Sunday, July 22, 2012

FTDNA Results

At my last post  I was waiting for my "upgrade" to 37 markers with FTDNA. I'm excited to get news that they are in. Ironically, a project manager contacted me before the FTDNA company email went out. The shocking bit is that with these new results all the Knowltons and Emerys and Damerons completely disappeared. Even the Boettcher who matched at 24/25 was gone. At Ysearch they all dropped like flies as well. The only one left was the Elmer. At FTDNA I match an Elmer at 35/37 and at SMGF I match an Elmer at 34/37.

With these results and the relative proximity of the two different Elmer families (one with a late 1700s brick wall in New York the other from Vermont, Connecticut and Massachusetts) I think it's highly likely that they are related. At this point the SMGF Elmer and FTDNA Elmer would only mismatch by 1. FTDNA and SMGF use different markers but it would probably be a pretty close match for them regardless.

Where does that leave me and Levi Thompson? Well, broadly speaking, I think it would be safe to assume that we're from the British Isles as the oldest man in the family says. It would also be safe to say that we're English like my father has always said. I would probably go a step further and say that we are most likely Saxon English.

Without something extraordinary cropping up, I think my Y DNA bids the Swedes, Danes and Finns farewell sometime between 2000 years ago and today. That's a lot of ground to cover of course but it's just my way of thinking about it. There are many Finns, Swedes and Danes in the Z18 project that I hope to also be a part of, it just seems to me that at the end we have been in a see-saw battle between Germans and English. For now, I think the English have won.

The odds for Thompsons in general are in favor of being Scots Irish and I think for the vast bulk of Thompsons that plays out. Early on, that seemed to be the way we would go too.

Having played this game for a while now though, it seems to me that even if we lived at some point in Ireland or Scotland we are more likely to be the stereotypical English Thompson that the (p) was added for. At this point I don't even think I can get us close to the border with Scotland, at least not with our Y. We look like some subset of people who live in Norfolk or Suffolk England. This is the reason my Y DNA brings all the Germans to the party.

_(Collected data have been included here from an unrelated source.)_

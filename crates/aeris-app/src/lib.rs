//! Top-level composition for the Aeris viewer: the frame coordinator that
//! owns the shared world state and sequences the two viewport phases.

mod coordinator;

pub use coordinator::{FrameCoordinator, TickOutput};
//! Rotation conversions between the global (ECEF) frame and the local
//! (surface-relative) frame, plus the consistent pose the far viewport
//! copies each frame.

use glam::{DQuat, DVec3};

use aeris_geodesy::surface_basis;

use crate::state::WorldState;

/// Express a global rotation in the local frame at `position`.
///
/// With basis `B`, the stored local rotation is `B^-1 * global`. Used when
/// teleporting: the desired orientation is computed in world terms and then
/// folded into the frame the near viewport works in.
pub fn global_to_local(global: DQuat, position: DVec3) -> DQuat {
    surface_basis(position).inverse() * global
}

/// Express a local rotation in the global frame at `position`.
///
/// The effective global rotation is `B * local`. Evaluated every frame to
/// orient the planet-scale camera from the shared local orientation.
pub fn local_to_global(local: DQuat, position: DVec3) -> DQuat {
    surface_basis(position) * local
}

/// Position/orientation pair read by the far viewport as one value, so a
/// reader can never observe a position paired with a stale orientation.
#[derive(Clone, Copy, Debug, PartialEq)]
pub struct CameraPose {
    /// Global camera position in meters.
    pub position: DVec3,
    /// Global camera orientation.
    pub orientation: DQuat,
}

/// The pose the planet-scale camera must copy verbatim this frame.
pub fn far_camera_pose(state: &WorldState) -> CameraPose {
    CameraPose {
        position: state.position,
        orientation: local_to_global(state.orientation, state.position),
    }
}
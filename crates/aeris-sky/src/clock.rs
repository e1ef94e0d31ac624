//! Scaled simulation clock driving the sun.

/// Simulated time, advanced at a configurable multiple of real time.
///
/// The viewer starts its sky at noon on the summer solstice
/// (2024-06-21T12:00:00) and runs at 100x by default, so a full day of sky
/// passes in under fifteen minutes of wall time.
#[derive(Clone, Copy, Debug)]
pub struct SimClock {
    /// Simulated seconds per real second.
    pub time_scale: f64,
    /// Simulated seconds elapsed since the start instant.
    sim_seconds: f64,
}

/// Hour of day at the start instant (noon).
const START_HOUR: f64 = 12.0;

impl SimClock {
    /// Clock at the start instant with the given time scale.
    pub fn new(time_scale: f64) -> Self {
        Self {
            time_scale,
            sim_seconds: 0.0,
        }
    }

    /// Advance by `dt` real seconds.
    pub fn advance(&mut self, dt: f64) {
        self.sim_seconds += dt * self.time_scale;
    }

    /// Simulated seconds elapsed since the start instant.
    pub fn sim_seconds(&self) -> f64 {
        self.sim_seconds
    }

    /// Current simulated hour of day in `[0, 24)`.
    pub fn hour_of_day(&self) -> f64 {
        (START_HOUR + self.sim_seconds / 3600.0).rem_euclid(24.0)
    }
}

impl Default for SimClock {
    fn default() -> Self {
        Self::new(100.0)
    }
}

#[cfg(test)]
mod tests {
    use super::*;

    #[test]
    fn test_starts_at_noon() {
        let clock = SimClock::default();
        assert_eq!(clock.hour_of_day(), 12.0);
        assert_eq!(clock.sim_seconds(), 0.0);
    }

    #[test]
    fn test_advances_at_time_scale() {
        let mut clock = SimClock::new(100.0);
        clock.advance(36.0); // 36 real seconds = 3600 sim seconds
        assert!((clock.sim_seconds() - 3600.0).abs() < 1e-9);
        assert!((clock.hour_of_day() - 13.0).abs() < 1e-9);
    }

    #[test]
    fn test_hour_wraps_past_midnight() {
        let mut clock = SimClock::new(100.0);
        // 13 sim hours from noon = 01:00 next day.
        clock.advance(13.0 * 36.0);
        assert!((clock.hour_of_day() - 1.0).abs() < 1e-9);
    }

    #[test]
    fn test_unit_scale_tracks_real_time() {
        let mut clock = SimClock::new(1.0);
        clock.advance(7200.0);
        assert!((clock.hour_of_day() - 14.0).abs() < 1e-9);
    }
}
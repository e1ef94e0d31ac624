//! Configuration for the Aeris viewer.
//!
//! Runtime-tunable settings persisted as RON, with CLI overrides via clap
//! and forward/backward compatible serialization. Location presets are
//! part of the config so users can add their own teleport targets.

mod cli;
mod config;
mod error;

pub use cli::CliArgs;
pub use config::{Config, DebugConfig, MovementConfig, SkyConfig, ZoomConfig, default_locations};
pub use error::ConfigError;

What about my closest match? Well, the closest is the Elmer from New York, but that brick wall is pretty well in place. The oldest man in that line is listed as Daniel Ephraim Elmer. The other Elmers go back to John Elmer in Connecticut born 1778 and then a few trees run him back to Edward Elmer from Braintree England in the 1600s...and other trees run him back to Samuel (Aylmer) Elmer, b. 1546/1557, Tilney, , Norfolk, England .

Since that is not too awful far away from other matches of mine labelled "channel English", it seems reasonable enough.

What about Tilney? This from the Wikipedia articleThe village of Tilney St Lawrence did not exist in its own right at the time of the Domesday Book although the settlement of Islington, which lies in the very northeast corner of this parish, is listed. Today very little is left of the settlement of Islington,[5] which is thought to have been a populous and a valuable Late Saxon settlement.

Be sure to check it out and note the famous person listed in the article. From a different wikipedia article we get the etymology of the name Islington..this article was about Islington in London: Islington was originally named by the Saxons Giseldone (1005), then Gislandune (1062). The name means "Gīsla's hill" from the Old English personal name Gīsla and dun ("hill", "down"). 

So would I bet my life on it? No, the world is full of too many weird quirks and wonderful coincidences. Do all the signs seem to point in this direction? Yes.